In addition to the systemic RAS, a local RAS is known to operate within certain tissues (for review, see Reference 3 ). Cardiac myocytes express Ang II receptors and undergo hypertrophy in response to Ang II in vitro. Ang II also induces cardiac fibroblast proliferation and collagen production. In vivo, ACE inhibition reverses cardiac myocyte hypertrophy and fibrosis associated with ventricular remodeling and heart failure, presumably by reducing local generation of Ang II. The tissue RAS has additional complexity, however. At least one other enzyme, a heart chymase that is secreted by mast cells, is capable of converting Ang I to Ang II.4 Furthermore, several other Ang I cleavage products have been found, for example, Ang1-9, Ang1-7, Ang III,2 3 4 5 6 7 8 and Ang IV.3 4 5 6 7 8 Although Ang1-7 has been shown to have physiological effects such as diuresis and vasodilation (for review, see Reference 5 ), in general the activities of these and other angiotensin peptides are not well understood.

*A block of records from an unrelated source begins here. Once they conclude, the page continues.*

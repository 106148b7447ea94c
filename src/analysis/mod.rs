//! Configurable tooltip analysis.
//!
//! This module provides:
//! - `OcrAnalyzer`, holding an immutable configuration snapshot and its compiled patterns
//! - Modifier extraction: preprocess → pattern → structural pass → domain pass
//! - Item name estimation with the analyzer's name rules
//! - Configuration validation

pub mod config;

pub use config::{AnalysisConfig, AnalysisConfigPatch, DomainRules, NameValidation, TextPreprocessing};

use chrono::{DateTime, Local};
use regex::Regex;
use std::fmt;
use std::sync::Arc;

use crate::entry::{structural_rejections, ModEntry, StructuralRejection};
use crate::naming::{EstimationTrace, ItemNameEstimator, NameEstimation};
use crate::ocr::{extract_pairs, preprocess};
use crate::validate::domain::{DomainFilter, DomainRejection, FilterStats, DEFAULT_DOMAIN_FILTER};
use crate::validate::name::ValidationOutcome;
use crate::validate::compile_pattern;

/// Why an extracted entry did not make it into the result.
#[derive(Debug, Clone, PartialEq, Eq)]
pub enum RejectionKind {
    Structural(StructuralRejection),
    Domain(DomainRejection),
}

impl fmt::Display for RejectionKind {
    fn fmt(&self, f: &mut fmt::Formatter<'_>) -> fmt::Result {
        match self {
            RejectionKind::Structural(r) => write!(f, "structural: {}", r),
            RejectionKind::Domain(r) => write!(f, "domain: {}", r),
        }
    }
}

/// An extracted entry together with every rule that rejected it.
#[derive(Debug, Clone, PartialEq, Eq)]
pub struct RejectedEntry {
    pub entry: ModEntry,
    pub kinds: Vec<RejectionKind>,
}

impl RejectedEntry {
    pub fn reasons(&self) -> Vec<String> {
        self.kinds.iter().map(|k| k.to_string()).collect()
    }
}

/// Full account of one extraction.
#[derive(Debug, Clone, PartialEq)]
pub struct ExtractionReport {
    /// Every pair the pattern matched, in text order
    pub raw: Vec<ModEntry>,
    /// Entries that passed every enabled pass
    pub accepted: Vec<ModEntry>,
    pub rejected: Vec<RejectedEntry>,
    pub stats: FilterStats,
}

/// Outcome of [`validate_configuration`].
#[derive(Debug, Clone, PartialEq, Eq)]
pub struct ConfigValidation {
    pub is_valid: bool,
    pub errors: Vec<String>,
}

/// Patterns compiled from one configuration snapshot.
#[derive(Debug)]
struct CompiledRules {
    mod_pattern: Option<Regex>,
    domain: Arc<DomainFilter>,
    estimator: ItemNameEstimator,
}

impl CompiledRules {
    fn new(config: &AnalysisConfig) -> Self {
        let domain = if config.domain_rules == DomainRules::default() {
            Arc::clone(&*DEFAULT_DOMAIN_FILTER)
        } else {
            Arc::new(DomainFilter::new(&config.domain_rules))
        };

        Self {
            mod_pattern: compile_pattern(&config.mod_pattern, "mod"),
            domain,
            estimator: ItemNameEstimator::from_config(config),
        }
    }
}

/// Tooltip analyzer bound to one configuration snapshot.
///
/// Cloning is cheap and shares the snapshot. [`OcrAnalyzer::update_config`]
/// builds a new snapshot instead of mutating the shared one, so a clone handed
/// to another thread keeps seeing the configuration it started with.
#[derive(Debug, Clone)]
pub struct OcrAnalyzer {
    config: Arc<AnalysisConfig>,
    rules: Arc<CompiledRules>,
}

impl OcrAnalyzer {
    pub fn new(config: AnalysisConfig) -> Self {
        let rules = CompiledRules::new(&config);
        Self {
            config: Arc::new(config),
            rules: Arc::new(rules),
        }
    }

    pub fn config(&self) -> &AnalysisConfig {
        &self.config
    }

    /// Shared handle to the current configuration.
    pub fn snapshot(&self) -> Arc<AnalysisConfig> {
        Arc::clone(&self.config)
    }

    /// Applies a partial update, replacing the snapshot.
    pub fn update_config(&mut self, patch: AnalysisConfigPatch) {
        *self = Self::new(self.config.merged(patch));
    }

    /// Runs the configured text preprocessing.
    pub fn preprocess(&self, text: &str) -> String {
        preprocess(text, &self.config.text_preprocessing)
    }

    /// Extracts modifier entries that pass every enabled pass.
    pub fn extract_mods(&self, text: &str) -> Vec<ModEntry> {
        self.extract_with_report(text).accepted
    }

    /// Extracts modifier entries and explains every rejection.
    pub fn extract_with_report(&self, text: &str) -> ExtractionReport {
        let preprocessed = self.preprocess(text);

        let raw: Vec<ModEntry> = match &self.rules.mod_pattern {
            Some(pattern) => extract_pairs(&preprocessed, pattern)
                .into_iter()
                .map(|(name, value)| ModEntry { name, value })
                .collect(),
            None => Vec::new(),
        };

        let mut accepted = Vec::new();
        let mut rejected = Vec::new();

        for entry in &raw {
            let kinds = self.rejections(entry);
            if kinds.is_empty() {
                accepted.push(entry.clone());
            } else {
                if self.config.enable_debug_logging {
                    let reasons: Vec<String> = kinds.iter().map(|k| k.to_string()).collect();
                    tracing::debug!("Rejected \"{}\": {}", entry, reasons.join("; "));
                }
                rejected.push(RejectedEntry {
                    entry: entry.clone(),
                    kinds,
                });
            }
        }

        let stats = FilterStats::new(raw.len(), accepted.len());
        if self.config.enable_debug_logging && stats.removed_count > 0 {
            tracing::info!(
                "OCR analysis: {} -> {} ({} removed)",
                stats.original_count,
                stats.filtered_count,
                stats.removal_rate
            );
        }

        ExtractionReport {
            raw,
            accepted,
            rejected,
            stats,
        }
    }

    /// Structural rules first; domain rules only for structurally valid entries.
    fn rejections(&self, entry: &ModEntry) -> Vec<RejectionKind> {
        let structural = structural_rejections(entry);
        if !structural.is_empty() {
            return structural.into_iter().map(RejectionKind::Structural).collect();
        }
        if !self.config.apply_domain_filter {
            return Vec::new();
        }
        self.rules
            .domain
            .rejections(entry)
            .into_iter()
            .map(RejectionKind::Domain)
            .collect()
    }

    pub fn is_valid_item_name(&self, name: &str) -> bool {
        self.rules.estimator.rules().is_valid_item_name(name)
    }

    pub fn is_likely_mod_text(&self, text: &str) -> bool {
        self.rules.estimator.rules().is_likely_mod_text(text)
    }

    /// Checks whether a line can serve as the item name.
    pub fn check_name_candidate(&self, text: &str) -> ValidationOutcome {
        self.rules
            .estimator
            .rules()
            .check_candidate(text, &self.config.text_preprocessing)
    }

    pub fn estimate_item_name(&self, text: &str, modifiers: &[ModEntry]) -> NameEstimation {
        self.rules.estimator.estimate(text, modifiers)
    }

    pub fn estimate_item_name_at(
        &self,
        text: &str,
        modifiers: &[ModEntry],
        now: DateTime<Local>,
    ) -> NameEstimation {
        self.rules.estimator.estimate_at(text, modifiers, now)
    }

    pub fn trace_item_name(&self, text: &str, modifiers: &[ModEntry]) -> EstimationTrace {
        self.rules.estimator.trace_at(text, modifiers, Local::now())
    }

    pub fn validate(&self) -> ConfigValidation {
        validate_configuration(&self.config)
    }
}

impl Default for OcrAnalyzer {
    fn default() -> Self {
        Self::new(AnalysisConfig::default())
    }
}

/// Checks that every pattern in the configuration compiles.
///
/// Semantic sanity (e.g. an allowed-character pattern that matches nothing)
/// is not checked.
pub fn validate_configuration(config: &AnalysisConfig) -> ConfigValidation {
    let mut errors = Vec::new();

    let mut check = |pattern: &str, label: String| {
        if let Err(e) = Regex::new(pattern) {
            errors.push(format!("Invalid {}: {}", label, e));
        }
    };

    check(&config.mod_pattern, "mod pattern".to_string());
    check(
        &config.name_validation.allowed_character_pattern,
        "allowed character pattern".to_string(),
    );
    for (i, p) in config.name_validation.excluded_patterns.iter().enumerate() {
        check(p, format!("excluded pattern #{}", i));
    }
    for (i, p) in config.mod_text_patterns.iter().enumerate() {
        check(p, format!("mod text pattern #{}", i));
    }
    for (i, p) in config.domain_rules.ocr_confusion_patterns.iter().enumerate() {
        check(p, format!("OCR confusion pattern #{}", i));
    }
    for (i, p) in config.domain_rules.rejected_value_patterns.iter().enumerate() {
        check(p, format!("rejected value pattern #{}", i));
    }

    ConfigValidation {
        is_valid: errors.is_empty(),
        errors,
    }
}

In the present study, we report the first human homologue of ACE, identified in an ongoing search for novel genes related to heart failure. ACE-related carboxypeptidase (ACE2), like ACE, is a membrane-associated and secreted enzyme expressed predominantly on endothelium, but unlike ACE, it is highly restricted in humans to heart, kidney, and testis. ACE2 catalyzes the cleavage of Ang I to Ang1-9 and may have a unique role in the local RAS in heart and kidney.
Materials and Methods
cDNA Library Construction, Sequencing, Extension, and Phylogenetic Analysis
A human cardiac left ventricle cDNA library was prepared from the explant of a heart transplant recipient, a 43-year-old white woman with idiopathic dilated cardiomyopathy (sample obtained from G. Sandusky and N. Bowling, Eli Lilly & Co, Indianapolis, Ind), using standard directional cloning techniques. Nineteen thousand clones were selected at random for high throughput 5′ end automated sequencing. Homology searching was done using TBLASTN and Hidden Markov models from PFAM (see www.sanger.ac.uk/Software/Pfam/). Rapid amplification of cDNA ends (RACE) was done using the Marathon cDNA amplification kit (Clontech), the 5′ primer 5′-GSP-ACE2 (CAC AGG TTC CAC CAC CCC AAC TAT CTC), and heart mRNA from which the original cDNA library was generated. The sequence can be found at GenBank No. AF291820. A similar sequence was submitted to GenBank (No. AF241254) by independent investigators shortly before submission of this manuscript. For sequence alignment and phylogenetic tree analysis, the CLUSTAL V method was used to group sequences into clusters by examining the distances between all pairs.6
Expression Vector Construction
Full-length human ACE2 expression vector (pACE2) was generated by ligating the 1.4-kb EcoRI/AflIII fragment of a 5′ cDNA extension clone (nucleotides 1 to 1381, see GenBank No. AF291820) and the 1.9-kb AflIII/NotI fragment of the original library clone (nucleotides 1381 to 3325, see GenBank No. AF291820) into the EcoRI/NotI sites of pcDNA3.1 (Invitrogen). An expression vector for secreted human ACE2 (psACE2) was generated by replacing the 3′ end of full-length human ACE2 with a polymerase chain reaction fragment containing a stop codon inserted after the serine immediately preceding the predicted transmembrane domain (amino acid 740).
Northern Blot Analysis
A 636-bp probe of the 3′ untranslated region of human ACE2 cDNA containing no homology to ACE (MscI/KpnI fragment, nucleotides 2583 to 3219, GenBank No. AF291820) was labeled with 32P using the Multiprime labeling system (Amersham) and hybridized to human multiple tissue Northern blots (Clontech) overnight at 65°C in Nylon Wash (128 mmol/L Na2HPO4 · 7H2O, 14 mmol/L EDTA, 0.2% Triton X-100, 14% SDS, pH 7.2). The blots were then washed three times for 30 minutes each at 65°C in 0.5× Nylon Wash. (Independent experiments on different Northern blots yielded identical results.) A BstXI fragment of testicular ACE comprising base pairs 578 to 1736 (100% homologous to endothelial ACE) was hybridized to the identical blots above after stripping ACE2 signal by washing with boiling 0.5% SDS. Testicular ACE cDNA was the generous gift of the James Riordan Laboratory, Harvard Medical School, Boston, Mass.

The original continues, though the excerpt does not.